Welcome to Connecting to Nature in a Pandemic.
It has been an infinitely challenging year in more than a few ways. The world has been faced with a haunting coronavirus and many have lost their lives, it has shown us that although we are becoming more and more detached from nature, nature can take control in the end.
Natural disasters such as pandemics are predicted to become an increasingly prevalent part of the worlds future should we not aim to become more in touch with nature and more aware of our surroundings. This blog will show you ways in which you can being connecting to nature in a pandemic and in your every day lives.

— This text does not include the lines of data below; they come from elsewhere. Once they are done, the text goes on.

use std::fs;
use std::path::Path;

use tempfile::tempdir;

use crate::io::{read_i32_file, snapshot_path, start_iteration_from_name, write_positions};
use crate::models::{Body, Vector3};
use crate::utils::LayoutError;

#[test]
fn test_read_i32_file_little_endian() {
    let dir = tempdir().expect("temp dir");
    let path = dir.path().join("links.bin");
    let values = [-1i32, 2, 3, i32::MAX, i32::MIN];
    let bytes: Vec<u8> = values.iter().flat_map(|v| v.to_le_bytes()).collect();
    fs::write(&path, bytes).expect("write fixture");

    assert_eq!(read_i32_file(&path).expect("readable file"), values.to_vec());
}

#[test]
fn test_read_i32_file_rejects_truncated_file() {
    let dir = tempdir().expect("temp dir");
    let path = dir.path().join("weights.bin");
    fs::write(&path, [1u8, 0, 0, 0, 7, 0]).expect("write fixture");

    match read_i32_file(&path) {
        Err(LayoutError::TruncatedFile { len, .. }) => assert_eq!(len, 6),
        other => panic!("Expected TruncatedFile, got {:?}", other),
    }
}

#[test]
fn test_read_i32_file_reports_missing_file() {
    let dir = tempdir().expect("temp dir");
    let path = dir.path().join("missing.bin");
    match read_i32_file(&path) {
        Err(LayoutError::Io { path: reported, .. }) => assert_eq!(reported, path),
        other => panic!("Expected Io, got {:?}", other),
    }
}

#[test]
fn test_write_positions_rounds_half_up() {
    let dir = tempdir().expect("temp dir");
    let path = dir.path().join("positions.bin");
    let bodies = vec![
        Body::new(Vector3::new(1.5, -1.5, 2.49), 1.0).expect("valid body"),
        Body::new(Vector3::new(-0.5, 0.2, -7.6), 1.0).expect("valid body"),
    ];
    write_positions(&path, &bodies).expect("writable file");

    assert_eq!(fs::metadata(&path).expect("metadata").len(), 24);
    assert_eq!(read_i32_file(&path).expect("readable file"), vec![2, -1, 2, 0, 0, -8]);
}

#[test]
fn test_written_positions_seed_a_new_layout() {
    let dir = tempdir().expect("temp dir");
    let path = dir.path().join("positions.bin");
    let bodies = vec![
        Body::new(Vector3::new(10.0, 20.0, 30.0), 1.0).expect("valid body"),
        Body::new(Vector3::new(-4.0, 0.0, 9.0), 1.0).expect("valid body"),
    ];
    write_positions(&path, &bodies).expect("writable file");

    let positions = read_i32_file(&path).expect("readable file");
    let layout = crate::layout::Layout::builder(&[-1, 2])
        .positions(&positions)
        .build()
        .expect("valid layout");
    assert_eq!(layout.positions()[1], Vector3::new(-4.0, 0.0, 9.0));
}

#[test]
fn test_snapshot_path() {
    assert_eq!(snapshot_path(Path::new("positions.bin"), 10), Path::new("positions_10.bin"));
    assert_eq!(snapshot_path(Path::new("/tmp/run/out.dat"), 0), Path::new("/tmp/run/out_0.dat"));
    assert_eq!(snapshot_path(Path::new("layout"), 7), Path::new("layout_7"));
}

#[test]
fn test_start_iteration_from_name() {
    assert_eq!(start_iteration_from_name(Path::new("positions_0.bin")), 1);
    assert_eq!(start_iteration_from_name(Path::new("/data/graph_positions_250.bin")), 251);
    assert_eq!(start_iteration_from_name(Path::new("positions.bin")), 0);
    assert_eq!(start_iteration_from_name(Path::new("positions_12.dat")), 0);
    assert_eq!(start_iteration_from_name(Path::new("positions_.bin")), 0);
    assert_eq!(start_iteration_from_name(Path::new("positions_1a.bin")), 0);
}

Climate Change has been indicated as a major catalyst to this natural disaster, and despite all the craziness the world is experiencing, there are things which can be done to remain in touch. Animals Around the Globe, as you know, is a booking platform for animal experiences in the wild.
It is highly selective about the tours which are offered to ensure that all the animals encountered are in their natural and safe environment. However, with the coronavirus pandemic and subsequent travel restrictions and bans we urge individuals to seek nature in their very surroundings.
From where I’m writing this blog, in Cape Town South Africa I am overwhelmed for choice of nature to see. For those of you reading this blog who have visited or even lived in Cape Town know, we have amazing beaches and amazing mountains and in fact most kind of landscape you could imagine. With that luckily comes a great deal of opportunity to get back in touch with nature.
This blog will give you a few ideas to pursue to reconnect to nature from where you are currently living. Make use of the below headings to guide you through the blog, otherwise enjoy the whole blog in its entirety!
Take a walk where and when you can…
Firstly, look out the window…

What does the sky look like from where you are? Step outside on a clear day this summer and look up. What do you see? Blue. And maybe a plane or a bird up there, but otherwise … nothing.
Or so you think. It turns out that right above you, totally invisible, is an enormous herd of animal life. There are so many creatures up there, they are so busy, so athletic, so tiny, that scientists have to fly up and give take a peek just to know what they could potentially see.
When British scientist Jason Chapman did studies on the insects and wildlife in the sky he discovered that there are 3 billion insects passing over your head in a summer month (he was talking about his survey in Great Britain). Closer to the equator, he says, the numbers should rise. He wouldn’t be surprised, for example, that in the sky over Houston or New Orleans there could be 6 billion critters passing overhead in a month.
What Are They Doing Up There?
Sometimes insects and spiders need to leave where they are and go someplace else for food, for mating or just for space. For a variety of reasons bugs disperse. You can see them launching themselves, says entomologist Matt Greenstone:
“They just stand straight up on their little back legs and just by doing that they can get part of their body up into this layer [of air] where it’s more turbulent and then, if you can get a ride on a parcel that’s going up, you can get off the ground and then if you’re lucky you can get carried aloft.”
Next, close your eyes and listen...

Humans have become completely desensitised by manmade sounds that occur around us every day. Have you ever considered that these sounds are unnatural? The simmering whisper of cars driving, and sirens ringing, and phones pinging is not what occurs in nature at all. All the manmade sounds have completely dulled down our ability to appreciate silence and appreciate others around us which might be sharing our environment and are not humans…
I’ve narrowed down a small list of 4 sounds in nature that humans rarely hear. See if these sounds you can listen for in your area or somewhere near you!
Natural sounds occupy one-fifth of our human senses, and it’s easy to miss the subtler tones. But scientists around the globe have put microphones in clever places to document the lesser known twangs and beats. Here are seven examples.
1. The sound of a choking ocean

A red tide is usually seen, not heard.
Red tide consists of colourful hazardous algal blooms (HABs) that spawn in coastal seas where excessive organic nutrients from agricultural runoff or human sewage feed the reproduction of microscopic dinoflagellates, a type of phytoplankton.
Some of these microorganisms produce neurotoxins that fatally paralyze marine life. At high concentrations, an algal bloom can also decompose and sap the water of oxygen. The result is a dead zone, void of fish and other marine animals.
Such was the case in 2005, when the worst regional red tide in 30 years struck Tampa Bay, Florida. But these toxic algae did more than just paint the water, according to a study published this September in Royal Society Open Science.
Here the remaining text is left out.